What's the problem? 

Jana


----------



## belén

Sí, la política de este foro es mantener los hilos con la menos cantidad de off-topic posible a fin de mantener una atmósfera seria y académica.

Este foro tiene algo que muchos otros carecen y creo que es su mérito y lo que lo hace especial, los hilos no están llenos de "off topic", 

A veces me ha ocurrido al hacer una búsqueda determinada en internet, que he llegado a algún foro, me he paseado por el tema que presuntamente era el inicial de un hilo y he tenido que leer mares de posts sin sustancia alguna, lo que me ha aburrido soberanamente y me ha hecho perder bastante tiempo. Afortunadamente aquí, esto no pasa.

Saludos,

Belén


----------



## Ana Raquel

Gracias Jana y Belen.

Se me olvidó decir que me estaba refiriendo solo a las conversaciones en Cultural Section. En Vocabulario y Gramática entiendo que irse del tema no tiene sentido, pero allí no son conversaciones.


----------



## Jana337

Ana Raquel said:
			
		

> Gracias Jana y Belen.
> 
> Se me olvidó decir que me estaba refiriendo solo a las conversaciones en Cultural Section. En Vocabulario y Gramática entiendo que irse del tema no tiene sentido, pero allí no son conversaciones.


Our cultural section attracts many people. Discussions there tend to be very long even though foreros alike do their best to stay on topic. It would be a mess if the conversations were not focused on one particular topic. Imagine that you start a discussion you are genuinely interested in. I am sure you would be upset if it were hijacked because someone brought up a related topic that others get passionate about. 

It is possible to open a new thread if the topic conforms to the rules; and moderators often split straying posts into a new thread. Pure chat, however, gets eliminated - I believe that most members support this policy. 

Jana


----------



## cubaMania

Jana337 said:
			
		

> ... Pure chat, however, gets eliminated - I believe that most members support this policy.
> 
> Jana


I certainly do.  There are many (oh, so very many) places on the internet where we can go to converse freely about anything and everything.  But this forum is one of only a few that give us this type of focused discussions.  I think it is wonderful, a unique resource.  Keep it up, moderators!


----------



## Ana Raquel

Vale, entiendo.

Además a mí tampoco me gusta que aparezcan temas que no tienen nada que ver, y encima me esforzado y preocupado muchas veces de no hacerlo, solo que creo que a veces se ha exagerado borrando mensajes que sí tenían algo que ver con el tema del principio*.

Muchas gracias chicas!

* edit: y/o que me parecían interesantes.


----------



## badgrammar

I agree, I was surprised at first to see some posts of mine deleted, but basically, mods are usually right to delete...  This forum needs to stay somewhat centered and focused, we can express ourselves all over the internet if this forum is not enough.


----------



## Moogey

Off-topic posts are non-conducive to the learning environment, which is essential and key to a site like this.

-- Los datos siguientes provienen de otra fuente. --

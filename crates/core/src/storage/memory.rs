use crate::domain::history::HistoryQuery;
use crate::domain::record::CompiledAnalysisRecord;
use crate::storage::Repository;
use std::sync::Mutex;
use uuid::Uuid;

/// Process-local repository with the same create/list semantics as the
/// Postgres one. Backs `--dry-run` runs.
#[derive(Debug, Default)]
pub struct InMemoryRepository {
    records: Mutex<Vec<CompiledAnalysisRecord>>,
}

impl InMemoryRepository {
    pub fn new() -> Self {
        Self::default()
    }

    pub fn len(&self) -> usize {
        self.records.lock().map(|r| r.len()).unwrap_or(0)
    }

    pub fn is_empty(&self) -> bool {
        self.len() == 0
    }
}

fn poisoned() -> anyhow::Error {
    anyhow::anyhow!("in-memory repository lock poisoned")
}

#[async_trait::async_trait]
impl Repository for InMemoryRepository {
    async fn create(&self, record: &CompiledAnalysisRecord) -> anyhow::Result<CompiledAnalysisRecord> {
        let mut records = self.records.lock().map_err(|_| poisoned())?;
        if let Some(existing) = records
            .iter()
            .find(|r| r.fingerprint == record.fingerprint)
        {
            return Ok(existing.clone());
        }
        records.push(record.clone());
        Ok(record.clone())
    }

    async fn get(&self, id: Uuid) -> anyhow::Result<Option<CompiledAnalysisRecord>> {
        let records = self.records.lock().map_err(|_| poisoned())?;
        Ok(records.iter().find(|r| r.id == id).cloned())
    }

    async fn list(&self, query: &HistoryQuery) -> anyhow::Result<Vec<CompiledAnalysisRecord>> {
        let records = self.records.lock().map_err(|_| poisoned())?;
        let mut out: Vec<_> = records.iter().filter(|r| query.matches(r)).cloned().collect();
        out.sort_by(|a, b| b.created_at.cmp(&a.created_at));
        out.truncate(query.effective_limit() as usize);
        Ok(out)
    }
}

#[cfg(test)]
mod tests {
    use super::*;
    use crate::domain::asset::{TradingType, UploadedAsset};
    use crate::domain::reading::ChartReading;
    use crate::domain::recommendation::{Action, RecommendationDraft};
    use crate::domain::research::ContextFindings;
    use crate::pipeline::compiler::compile;
    use crate::pipeline::context::PipelineContext;
    use chrono::{Duration, TimeZone, Utc};
    use serde_json::json;

    fn record(url: &str, trading_type: TradingType, action: &str, hours_ago: i64) -> CompiledAnalysisRecord {
        let mut ctx = PipelineContext::new(UploadedAsset::new(url).unwrap(), trading_type)
            .with_reading(
                serde_json::from_value::<ChartReading>(json!({"instrument": {"symbol": "bbca"}}))
                    .unwrap(),
            );
        if trading_type.needs_research() {
            ctx = ctx.with_findings(ContextFindings::default());
        }
        let draft: RecommendationDraft = serde_json::from_value(json!({"action": action})).unwrap();
        let now = Utc.with_ymd_and_hms(2026, 3, 1, 12, 0, 0).unwrap();
        compile(&ctx, &draft, now - Duration::hours(hours_ago)).unwrap()
    }

    #[tokio::test]
    async fn lists_newest_first_with_filters_and_limit() {
        let repo = InMemoryRepository::new();
        repo.create(&record("https://x/1.png", TradingType::Equities, "BUY", 30)).await.unwrap();
        repo.create(&record("https://x/2.png", TradingType::Spot, "BUY", 1)).await.unwrap();
        repo.create(&record("https://x/3.png", TradingType::Equities, "SELL", 2)).await.unwrap();
        repo.create(&record("https://x/4.png", TradingType::Equities, "BUY", 5)).await.unwrap();

        let all = repo.list(&HistoryQuery::default()).await.unwrap();
        let urls: Vec<_> = all.iter().map(|r| r.image_url.as_str()).collect();
        assert_eq!(urls, ["https://x/2.png", "https://x/3.png", "https://x/4.png", "https://x/1.png"]);

        let buys = repo
            .list(&HistoryQuery {
                trading_type: Some(TradingType::Equities),
                action: Some(Action::Buy),
                symbol: Some(" BBCA ".to_string()),
                limit: Some(1),
                ..Default::default()
            })
            .await
            .unwrap();
        assert_eq!(buys.len(), 1);
        assert_eq!(buys[0].image_url, "https://x/4.png");

        let recent = repo
            .list(&HistoryQuery {
                since: Some(Utc.with_ymd_and_hms(2026, 3, 1, 6, 0, 0).unwrap()),
                ..Default::default()
            })
            .await
            .unwrap();
        assert_eq!(recent.len(), 3);
    }

    #[tokio::test]
    async fn create_is_idempotent_on_fingerprint() {
        let repo = InMemoryRepository::new();
        let first = record("https://x/1.png", TradingType::Forex, "SELL", 0);
        let again = record("https://x/1.png", TradingType::Forex, "SELL", 0);
        assert_ne!(first.id, again.id);

        repo.create(&first).await.unwrap();
        let stored = repo.create(&again).await.unwrap();
        assert_eq!(stored.id, first.id);
        assert_eq!(repo.len(), 1);
        assert_eq!(repo.get(first.id).await.unwrap(), Some(first));
        assert_eq!(repo.get(again.id).await.unwrap(), None);
    }
}
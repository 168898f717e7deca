use serde::{Deserialize, Serialize};
use std::fmt;

#[derive(Debug, Clone, Copy, PartialEq, Eq, Serialize, Deserialize)]
#[serde(rename_all = "snake_case")]
pub enum ChartType {
    Candlestick,
    Line,
    Bar,
    None,
}

impl ChartType {
    pub fn as_str(self) -> &'static str {
        match self {
            ChartType::Candlestick => "candlestick",
            ChartType::Line => "line",
            ChartType::Bar => "bar",
            ChartType::None => "none",
        }
    }
}

impl fmt::Display for ChartType {
    fn fmt(&self, f: &mut fmt::Formatter<'_>) -> fmt::Result {
        f.write_str(self.as_str())
    }
}

/// Output of the classification gate. Every field is mandatory.
#[derive(Debug, Clone, PartialEq, Eq, Serialize, Deserialize)]
pub struct ValidationResult {
    pub is_chart: bool,
    pub chart_type: ChartType,
    pub reason: String,
}

impl ValidationResult {
    pub fn accepts(&self) -> bool {
        self.is_chart && self.chart_type != ChartType::None
    }
}

#[cfg(test)]
mod tests {
    use super::*;
    use serde_json::json;

    #[test]
    fn none_chart_type_is_rejected_even_when_flagged_as_chart() {
        let v: ValidationResult = serde_json::from_value(json!({
            "is_chart": true,
            "chart_type": "none",
            "reason": "axes only",
        }))
        .unwrap();
        assert!(!v.accepts());
    }

    #[test]
    fn missing_reason_fails_to_decode() {
        let res = serde_json::from_value::<ValidationResult>(json!({
            "is_chart": true,
            "chart_type": "line",
        }));
        assert!(res.is_err());
    }
}
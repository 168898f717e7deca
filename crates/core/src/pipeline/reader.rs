use crate::domain::asset::TradingType;
use crate::domain::contract::SchemaContract;
use crate::domain::reading::ChartReading;
use crate::llm::error::InferenceError;
use crate::llm::json::decode_phase;
use crate::llm::{InferenceClient, InferenceRequest};
use crate::pipeline::context::PipelineContext;

const PATTERN_LIBRARY: &str = "\
PATTERN LIBRARY:
- Candlesticks: doji (gravestone, dragonfly, long-legged), hammer, hanging man, inverted hammer, \
shooting star, spinning top, marubozu, engulfing, piercing, dark cloud cover, tweezers, harami, \
three white soldiers, three black crows, morning/evening star, abandoned baby
- Chart patterns: head & shoulders (and inverse), double/triple top/bottom, cup & handle, rounding \
top/bottom, ascending/descending/symmetrical triangles, flags, pennants, wedges, rectangles, \
diamonds, broadening formations, island reversals
- Advanced: harmonic patterns (Gartley, butterfly, bat, crab, cypher, ABCD), Elliott waves, \
Wyckoff accumulation/distribution, order blocks, fair value gaps, break of structure";

fn expertise(trading_type: TradingType) -> &'static str {
    match trading_type {
        TradingType::Spot => {
            "You are an institutional crypto spot trader. Spot trading is long-only: \
             focus on optimal BUY entry zones, whale accumulation, exchange flows and \
             Bitcoin-dominance correlation."
        }
        TradingType::Forex => {
            "You are an institutional forex trader. Signals may be BUY or SELL according \
             to market structure: rejection at resistance favors SELL, a bounce from support \
             favors BUY. Consider session overlaps, rate differentials and central-bank risk."
        }
        TradingType::Equities => {
            "You are a senior equity analyst for the Indonesia Stock Exchange (IDX). Read the \
             ticker code (BBCA, TLKM, GOTO, ...) from the chart, name the company and its \
             sector. Trading hours are 09:00-16:00 WIB; one lot is 100 shares."
        }
    }
}

fn prompt(ctx: &PipelineContext) -> String {
    let trading_type = ctx.trading_type();
    format!(
        "{expertise}\n\n\
This is a {trading_type} chart rendered as a {chart_type} chart.\n\n\
{PATTERN_LIBRARY}\n\n\
INSTRUCTIONS:\n\
1. Identify the instrument (symbol, name, sector) from the chart labels.\n\
2. Read exact price levels from the price axis, decimals included: current, high, low and change.\n\
3. Detect the timeframe from the chart UI (e.g. 5M, 1H, 1D, 1W).\n\
4. Determine the trend, the primary pattern, any secondary patterns and numeric support/resistance levels.\n\
5. Summarize RSI, MACD, moving averages, Bollinger Bands and stochastic if visible; analyze volume bars.\n\
6. Report your confidence between 85 and 98.",
        expertise = expertise(trading_type),
        chart_type = ctx.chart_type(),
    )
}

pub fn build_request(ctx: &PipelineContext) -> InferenceRequest {
    InferenceRequest::new(prompt(ctx), SchemaContract::chart_reading(ctx.trading_type()))
        .with_file(ctx.asset().url())
}

/// Phase 1. However sparse, a decodable reading is accepted as-is.
pub async fn read(
    client: &dyn InferenceClient,
    ctx: &PipelineContext,
) -> Result<ChartReading, InferenceError> {
    let raw = client.invoke(build_request(ctx)).await?;
    decode_phase(client.provider(), SchemaContract::CHART_READING, raw)
}

#[cfg(test)]
mod tests {
    use super::*;
    use crate::domain::asset::UploadedAsset;
    use crate::domain::validation::{ChartType, ValidationResult};
    use crate::llm::replay::ReplayClient;
    use serde_json::json;

    fn ctx(trading_type: TradingType) -> PipelineContext {
        PipelineContext::new(
            UploadedAsset::new("https://cdn.example.com/chart.png").unwrap(),
            trading_type,
        )
        .with_validation(ValidationResult {
            is_chart: true,
            chart_type: ChartType::Candlestick,
            reason: "candles with axes".to_string(),
        })
    }

    #[test]
    fn prompt_varies_with_trading_type() {
        let spot = build_request(&ctx(TradingType::Spot));
        let forex = build_request(&ctx(TradingType::Forex));
        let equities = build_request(&ctx(TradingType::Equities));
        assert!(spot.prompt.contains("long-only"));
        assert!(forex.prompt.contains("BUY or SELL"));
        assert!(equities.prompt.contains("IDX"));
        assert!(spot.prompt.contains("candlestick chart"));
        assert_eq!(equities.file_urls.len(), 1);
    }

    #[tokio::test]
    async fn sparse_reading_is_accepted() {
        let client = ReplayClient::new().with_response(
            SchemaContract::CHART_READING,
            json!({"instrument": {"symbol": "BBCA"}, "technical": {"trend": "bullish"}}),
        );
        let reading = read(&client, &ctx(TradingType::Equities)).await.unwrap();
        assert_eq!(reading.symbol(), Some("BBCA"));
        assert!(reading.timeframe.is_none());
    }
}
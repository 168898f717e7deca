use serde::{Deserialize, Serialize};
use std::fmt;
use std::str::FromStr;

#[derive(Debug, Clone, Copy, PartialEq, Eq, Hash, PartialOrd, Ord, Serialize, Deserialize)]
#[serde(rename_all = "SCREAMING_SNAKE_CASE")]
pub enum Action {
    StrongBuy,
    Buy,
    Hold,
    Sell,
    StrongSell,
}

impl Action {
    pub const ALL: [Action; 5] = [
        Action::StrongBuy,
        Action::Buy,
        Action::Hold,
        Action::Sell,
        Action::StrongSell,
    ];

    pub fn as_str(self) -> &'static str {
        match self {
            Action::StrongBuy => "STRONG_BUY",
            Action::Buy => "BUY",
            Action::Hold => "HOLD",
            Action::Sell => "SELL",
            Action::StrongSell => "STRONG_SELL",
        }
    }

    pub fn is_short(self) -> bool {
        matches!(self, Action::Sell | Action::StrongSell)
    }
}

impl fmt::Display for Action {
    fn fmt(&self, f: &mut fmt::Formatter<'_>) -> fmt::Result {
        f.write_str(self.as_str())
    }
}

impl FromStr for Action {
    type Err = anyhow::Error;

    fn from_str(s: &str) -> Result<Self, Self::Err> {
        let needle = s.trim().to_ascii_uppercase();
        Action::ALL
            .into_iter()
            .find(|a| a.as_str() == needle)
            .ok_or_else(|| anyhow::anyhow!("unknown action: {s}"))
    }
}

#[derive(Debug, Clone, Copy, PartialEq, Eq, Serialize, Deserialize)]
#[serde(rename_all = "snake_case")]
pub enum TimeHorizon {
    ShortTerm,
    MediumTerm,
    LongTerm,
}

impl TimeHorizon {
    pub fn as_str(self) -> &'static str {
        match self {
            TimeHorizon::ShortTerm => "short_term",
            TimeHorizon::MediumTerm => "medium_term",
            TimeHorizon::LongTerm => "long_term",
        }
    }
}

#[derive(Debug, Clone, Copy, PartialEq, Eq, Hash, Serialize, Deserialize)]
#[serde(rename_all = "snake_case")]
pub enum RiskLevel {
    Low,
    Medium,
    High,
}

impl RiskLevel {
    pub fn as_str(self) -> &'static str {
        match self {
            RiskLevel::Low => "low",
            RiskLevel::Medium => "medium",
            RiskLevel::High => "high",
        }
    }
}

impl fmt::Display for RiskLevel {
    fn fmt(&self, f: &mut fmt::Formatter<'_>) -> fmt::Result {
        f.write_str(self.as_str())
    }
}

impl FromStr for RiskLevel {
    type Err = anyhow::Error;

    fn from_str(s: &str) -> Result<Self, Self::Err> {
        match s.trim().to_ascii_lowercase().as_str() {
            "low" => Ok(RiskLevel::Low),
            "medium" => Ok(RiskLevel::Medium),
            "high" => Ok(RiskLevel::High),
            other => anyhow::bail!("unknown risk level: {other}"),
        }
    }
}

/// Final phase output, as returned by the engine. Defaults and the
/// confidence clamp are applied by the result compiler.
#[derive(Debug, Clone, Default, PartialEq, Serialize, Deserialize)]
pub struct RecommendationDraft {
    #[serde(default)]
    pub action: Option<Action>,
    #[serde(default)]
    pub target_price: Option<f64>,
    #[serde(default)]
    pub stop_loss: Option<f64>,
    // Crypto and forex only.
    #[serde(default)]
    pub entry_zone_min: Option<f64>,
    #[serde(default)]
    pub entry_zone_max: Option<f64>,
    #[serde(default)]
    pub take_profit_levels: Option<Vec<f64>>,
    #[serde(default)]
    pub risk_reward_ratio: Option<String>,
    #[serde(default)]
    pub time_horizon: Option<TimeHorizon>,
    #[serde(default)]
    pub entry_timing: Option<String>,
    #[serde(default)]
    pub risk_level: Option<RiskLevel>,
    #[serde(default)]
    pub position_sizing: Option<String>,
    #[serde(default, alias = "confidence")]
    pub confidence_score: Option<f64>,
    #[serde(default)]
    pub summary: Option<String>,
    #[serde(default)]
    pub risk_factors: Option<Vec<String>>,
}

#[cfg(test)]
mod tests {
    use super::*;
    use serde_json::json;

    #[test]
    fn action_uses_screaming_case_on_the_wire() {
        let draft: RecommendationDraft = serde_json::from_value(json!({
            "action": "STRONG_BUY",
            "time_horizon": "long_term",
        }))
        .unwrap();
        assert_eq!(draft.action, Some(Action::StrongBuy));
        assert_eq!(draft.time_horizon, Some(TimeHorizon::LongTerm));
        assert_eq!(draft.risk_level, None);
    }

    #[test]
    fn parses_action_and_risk_level_from_query_strings() {
        assert_eq!("strong_sell".parse::<Action>().unwrap(), Action::StrongSell);
        assert_eq!(" High ".parse::<RiskLevel>().unwrap(), RiskLevel::High);
        assert!("MAYBE".parse::<Action>().is_err());
    }
}
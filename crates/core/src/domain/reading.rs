use serde::{Deserialize, Serialize};
use std::fmt;

// Phase 1 output. Everything is optional on the wire; defaults are applied
// only by the result compiler.

#[derive(Debug, Clone, Copy, PartialEq, Eq, Serialize, Deserialize)]
#[serde(rename_all = "snake_case")]
pub enum Trend {
    Bullish,
    Bearish,
    Sideways,
}

impl Trend {
    pub fn as_str(self) -> &'static str {
        match self {
            Trend::Bullish => "bullish",
            Trend::Bearish => "bearish",
            Trend::Sideways => "sideways",
        }
    }
}

impl fmt::Display for Trend {
    fn fmt(&self, f: &mut fmt::Formatter<'_>) -> fmt::Result {
        f.write_str(self.as_str())
    }
}

#[derive(Debug, Clone, Default, PartialEq, Serialize, Deserialize)]
pub struct ChartReading {
    #[serde(default)]
    pub instrument: Option<Instrument>,
    #[serde(default)]
    pub price: Option<PriceFacts>,
    #[serde(default)]
    pub technical: Option<TechnicalFacts>,
    #[serde(default)]
    pub timeframe: Option<String>,
    #[serde(default)]
    pub chart_quality_score: Option<f64>,
    #[serde(default)]
    pub confidence: Option<f64>,
}

#[derive(Debug, Clone, Default, PartialEq, Serialize, Deserialize)]
pub struct Instrument {
    #[serde(default)]
    pub symbol: Option<String>,
    #[serde(default)]
    pub name: Option<String>,
    #[serde(default)]
    pub sector: Option<String>,
}

#[derive(Debug, Clone, Default, PartialEq, Serialize, Deserialize)]
pub struct PriceFacts {
    #[serde(default)]
    pub current: Option<f64>,
    #[serde(default)]
    pub high: Option<f64>,
    #[serde(default)]
    pub low: Option<f64>,
    #[serde(default)]
    pub change: Option<f64>,
    #[serde(default)]
    pub change_percent: Option<f64>,
}

#[derive(Debug, Clone, Default, PartialEq, Serialize, Deserialize)]
pub struct TechnicalFacts {
    #[serde(default)]
    pub trend: Option<Trend>,
    #[serde(default)]
    pub pattern: Option<String>,
    #[serde(default)]
    pub secondary_patterns: Option<Vec<String>>,
    #[serde(default)]
    pub support_levels: Option<Vec<f64>>,
    #[serde(default)]
    pub resistance_levels: Option<Vec<f64>>,
    #[serde(default)]
    pub indicators: Option<IndicatorSnapshot>,
    #[serde(default)]
    pub volume_analysis: Option<String>,
    #[serde(default)]
    pub volume_confirmation: Option<bool>,
}

#[derive(Debug, Clone, Default, PartialEq, Serialize, Deserialize)]
pub struct IndicatorSnapshot {
    #[serde(default)]
    pub rsi: Option<String>,
    #[serde(default)]
    pub macd: Option<String>,
    #[serde(default)]
    pub moving_average: Option<String>,
    #[serde(default)]
    pub bollinger_bands: Option<String>,
    #[serde(default)]
    pub stochastic: Option<String>,
}

impl ChartReading {
    pub fn symbol(&self) -> Option<&str> {
        self.instrument
            .as_ref()
            .and_then(|i| i.symbol.as_deref())
            .map(str::trim)
            .filter(|s| !s.is_empty())
    }

    pub fn name(&self) -> Option<&str> {
        self.instrument
            .as_ref()
            .and_then(|i| i.name.as_deref())
            .map(str::trim)
            .filter(|s| !s.is_empty())
    }

    pub fn trend(&self) -> Option<Trend> {
        self.technical.as_ref().and_then(|t| t.trend)
    }
}

#[cfg(test)]
mod tests {
    use super::*;
    use serde_json::json;

    #[test]
    fn sparse_reading_decodes() {
        let reading: ChartReading = serde_json::from_value(json!({
            "instrument": {"symbol": "BBCA"},
            "technical": {"trend": "bullish"},
        }))
        .unwrap();
        assert_eq!(reading.symbol(), Some("BBCA"));
        assert_eq!(reading.trend(), Some(Trend::Bullish));
        assert!(reading.price.is_none());
        assert!(reading.confidence.is_none());
    }

    #[test]
    fn unknown_trend_is_a_decode_error() {
        let res = serde_json::from_value::<ChartReading>(json!({
            "technical": {"trend": "sideways-ish"},
        }));
        assert!(res.is_err());
    }

    #[test]
    fn blank_symbol_counts_as_absent() {
        let reading: ChartReading = serde_json::from_value(json!({
            "instrument": {"symbol": "  ", "name": "Bank Central Asia"},
        }))
        .unwrap();
        assert_eq!(reading.symbol(), None);
        assert_eq!(reading.name(), Some("Bank Central Asia"));
    }
}
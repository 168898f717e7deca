use crate::domain::asset::TradingType;
use crate::domain::reading::{ChartReading, IndicatorSnapshot, Trend};
use crate::domain::recommendation::{Action, RecommendationDraft, RiskLevel, TimeHorizon};
use crate::domain::record::{
    CompiledAnalysisRecord, FundamentalSummary, IndicatorSummary, InstrumentSummary, NewsSummary,
    PriceSummary, RecommendationSummary, ResearchSummary, TechnicalSummary,
};
use crate::domain::research::{ContextFindings, NewsItem};
use crate::pipeline::context::PipelineContext;
use crate::pipeline::researcher::{UNKNOWN_NAME, UNKNOWN_SYMBOL};
use crate::pipeline::PipelineError;
use crate::storage::Repository;
use chrono::{DateTime, Utc};
use uuid::Uuid;

pub const DEFAULT_SECTOR: &str = "Unknown Sector";
pub const DEFAULT_PATTERN: &str = "No clear pattern";
pub const NOT_AVAILABLE: &str = "Not available";
pub const NOT_SPECIFIED: &str = "Not specified";
pub const DEFAULT_ENTRY_TIMING: &str = "MARKET ORDER";
pub const DEFAULT_SUMMARY: &str = "Analysis summary not available";
pub const DEFAULT_SECTOR_OUTLOOK: &str = "No sector outlook available";
pub const DEFAULT_ACTION: Action = Action::Hold;
pub const DEFAULT_TIME_HORIZON: TimeHorizon = TimeHorizon::MediumTerm;
pub const DEFAULT_RISK_LEVEL: RiskLevel = RiskLevel::Medium;
pub const DEFAULT_TREND: Trend = Trend::Sideways;
pub const DEFAULT_NEWS_IMPACT: f64 = 5.0;
pub const NEWS_IMPACT_RANGE: (f64, f64) = (1.0, 10.0);

/// Clamps into the trading type's confidence band. Non-finite values are
/// treated as absent.
pub fn clamp_confidence(value: Option<f64>, trading_type: TradingType) -> f64 {
    let (lo, hi) = trading_type.confidence_band();
    value
        .filter(|v| v.is_finite())
        .unwrap_or_else(|| trading_type.fallback_confidence())
        .clamp(lo, hi)
}

fn text_or(value: Option<&String>, default: &str) -> String {
    value
        .map(|s| s.trim())
        .filter(|s| !s.is_empty())
        .unwrap_or(default)
        .to_string()
}

fn finite(value: Option<f64>) -> Option<f64> {
    value.filter(|v| v.is_finite())
}

fn strings(values: Option<&Vec<String>>) -> Vec<String> {
    values
        .map(|v| {
            v.iter()
                .map(|s| s.trim())
                .filter(|s| !s.is_empty())
                .map(str::to_string)
                .collect()
        })
        .unwrap_or_default()
}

If someone asks how to say "I love WordReference!" in X language, and SomeGuy12345 goes off talking about blowing bubbles, it's not helpful at all getting the translation. New posters in that topic will probably start talking about blowing bubbles as well. Now if somebody registers later and searches the forums for this before posting and goes to the topic, he or she will have to sift between the "I love WordReference!" topic and the "Blowing Bubbles" topic.

Ok, let's face it, Jana's example is better 

-M


----------



## Fernita

Jana337 said:
			
		

> Hi Ana Raquel,
> 
> There are many good reasons for keeping the forum well-organized. It is hard to search for a discussion about insurance premiums if it is embedded in a thread about football.
> 
> What's the problem?
> 
> Jana


 
I'm in total agreement with Jana!
For a quick search of a certain term or phrase, we must follow the rules and avoid off-topic comments.
It's the only way to save as much time as possible. 
As regards the titles of the threads, I think we should be very specific.


----------



## Fernando

In a common conversation among 3 or 4 guys is easy to call the people back to the topic. In a forum is virtually impossible if the "off-topic rule" is not enforced.

I occassionally disagree but it is most useful.


----------



## hohodicestu

Hi,

Keeping all related topic together is part of the organization of WR and I thank them for doing that.  It just makes it so easier to search on a specific topic without wasting time reading other stuffs.


----------